Room 5

16:20 - 17:20 (UTC+10)

Talk (60 min)

Vulnerability Exists Between Keyboard and Chair

When we think of our apps being hacked, we typically think of the common acronyms that cover technical vulnerabilities: XSS, CSRF, SQLi, etc. (Cross-Site Scripting, Cross-Site Request Forgery, SQL Injection, etc). While these vulnerabilities are important and we do need to be aware of how to avoid them, they aren’t the only threat we need to consider.


We also need to consider the human vulnerabilities, the weaknesses that target the human between the keyboard and chair.

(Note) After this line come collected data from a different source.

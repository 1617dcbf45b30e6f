// (c) 2023 John A. Breaux
// This code is licensed under MIT license (see LICENSE for details)
#![allow(missing_docs)]
//! minifb window, framebuffer, and keyboard handling

use chip8vm::{
    cpu::screen::{HEIGHT, WIDTH},
    Result, Screen, CPU,
};
use minifb::{Key, Scale, ScaleMode, Window, WindowOptions};
use std::time::Instant;

#[derive(Clone, Debug)]
pub struct UIBuilder {
    pub name: &'static str,
    pub window_options: WindowOptions,
}

impl UIBuilder {
    pub fn new(scale: Scale) -> Self {
        let mut builder = Self::default();
        builder.window_options.scale = scale;
        builder
    }
    pub fn build(&self) -> Result<UI> {
        Ok(UI {
            window: Window::new(self.name, WIDTH, HEIGHT, self.window_options)?,
            keyboard: vec![],
            fb: FrameBuffer::default(),
            time: Instant::now(),
        })
    }
}

impl Default for UIBuilder {
    fn default() -> Self {
        UIBuilder {
            name: "chip8vm",
            window_options: WindowOptions {
                title: true,
                resize: false,
                scale: Scale::X16,
                scale_mode: ScaleMode::AspectRatioStretch,
                none: true,
                ..Default::default()
            },
        }
    }
}

/// Foreground and background colors, as 0RGB
#[derive(Clone, Copy, Debug, PartialEq, Eq, Hash)]
pub struct Palette {
    pub fg: u32,
    pub bg: u32,
}

impl Default for Palette {
    fn default() -> Self {
        Palette {
            fg: 0x00e0c070,
            bg: 0x00181420,
        }
    }
}

#[derive(Clone, Debug, PartialEq, Eq, Hash)]
pub struct FrameBuffer {
    buffer: Vec<u32>,
    palette: Palette,
}

impl FrameBuffer {
    /// Converts the [Screen]'s pixels to colors
    pub fn update(&mut self, screen: &Screen) -> &[u32] {
        for (color, &pixel) in self.buffer.iter_mut().zip(screen.pixels()) {
            *color = match pixel {
                0 => self.palette.bg,
                _ => self.palette.fg,
            };
        }
        &self.buffer
    }
}

impl Default for FrameBuffer {
    fn default() -> Self {
        FrameBuffer {
            buffer: vec![0; WIDTH * HEIGHT],
            palette: Palette::default(),
        }
    }
}

/// What the host should do after handling input
#[derive(Clone, Copy, Debug, PartialEq, Eq)]
pub enum Control {
    Continue,
    Quit,
}

#[derive(Debug)]
pub struct UI {
    window: Window,
    keyboard: Vec<Key>,
    fb: FrameBuffer,
    time: Instant,
}

impl UI {
    /// Presents the CPU's screen. Returns [Control::Quit] once the window closes.
    pub fn frame(&mut self, cpu: &CPU) -> Result<Control> {
        if !self.window.is_open() {
            return Ok(Control::Quit);
        }
        let title = if cpu.flags.halted {
            "chip8vm: halted".to_owned()
        } else if cpu.flags.pause {
            "chip8vm: paused".to_owned()
        } else {
            format!("chip8vm: {:.1} fps", 1.0 / self.time.elapsed().as_secs_f64())
        };
        self.window.set_title(&title);
        self.time = Instant::now();
        let buffer = self.fb.update(cpu.screen());
        self.window.update_with_buffer(buffer, WIDTH, HEIGHT)?;
        Ok(Control::Continue)
    }

    /// Forwards key edges to the CPU, and handles the host keybinds
    pub fn keys(&mut self, cpu: &mut CPU) -> Result<Control> {
        let held = self.window.get_keys();
        for &key in self.keyboard.iter().filter(|key| !held.contains(key)) {
            if let Some(key) = identify_key(key) {
                cpu.release(key)?;
            }
        }
        for &key in held.iter().filter(|key| !self.keyboard.contains(key)) {
            match key {
                Key::Escape => return Ok(Control::Quit),
                Key::P => {
                    cpu.flags.pause();
                    eprintln!("{}", if cpu.flags.pause { "Paused" } else { "Resumed" });
                }
                Key::N if cpu.flags.pause => {
                    cpu.singlestep()?;
                    cpu.dump();
                }
                Key::Backspace => {
                    eprintln!("Reset");
                    cpu.reset();
                }
                Key::F1 => cpu.dump(),
                Key::F2 => cpu.screen().print_screen(),
                key => {
                    if let Some(key) = identify_key(key) {
                        cpu.press(key)?;
                    }
                }
            }
        }
        self.keyboard = held;
        Ok(Control::Continue)
    }
}

/// Maps the left-hand 4x4 block of a QWERTY keyboard onto the hex keypad
/// ```text
/// 1 2 3 4      1 2 3 C
/// Q W E R  ->  4 5 6 D
/// A S D F      7 8 9 E
/// Z X C V      A 0 B F
/// ```
pub fn identify_key(key: Key) -> Option<usize> {
    Some(match key {
        Key::Key1 => 0x1,
        Key::Key2 => 0x2,
        Key::Key3 => 0x3,
        Key::Key4 => 0xc,
        Key::Q => 0x4,
        Key::W => 0x5,
        Key::E => 0x6,
        Key::R => 0xd,
        Key::A => 0x7,
        Key::S => 0x8,
        Key::D => 0x9,
        Key::F => 0xe,
        Key::Z => 0xa,
        Key::X => 0x0,
        Key::C => 0xb,
        Key::V => 0xf,
        _ => return None,
    })
}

We will look at recent examples of social engineering, such as the attack of Twitter in 2020, and the many stories of cryptocurrency vaults being plundered through SIM-swapping. We’ll also look at password reuse, brute force attacks, and credential stuffing, and even some hardware hacks that fool victims the old-fashioned way. The common thread in all of these cases... The vulnerability existed between a keyboard and chair.

Stephen Rees-Carter

Stephen has been a PHP developer for many long years and still loves working with PHP every day. His latest project, Laravel Security in Depth, teaches Laravel developers about security concepts. He’s worked on a number of security products (including Wordfence, the most popular WordPress security plugin), large SaaS applications, single-use disposable apps, and even spent a year cleaning infected WordPress sites for fun! Stephen is a Certified Ethical Hacker and loves teaching non-security people how to think like a hacker by showing just how easy it is to hack into insecure things, both digital and physical!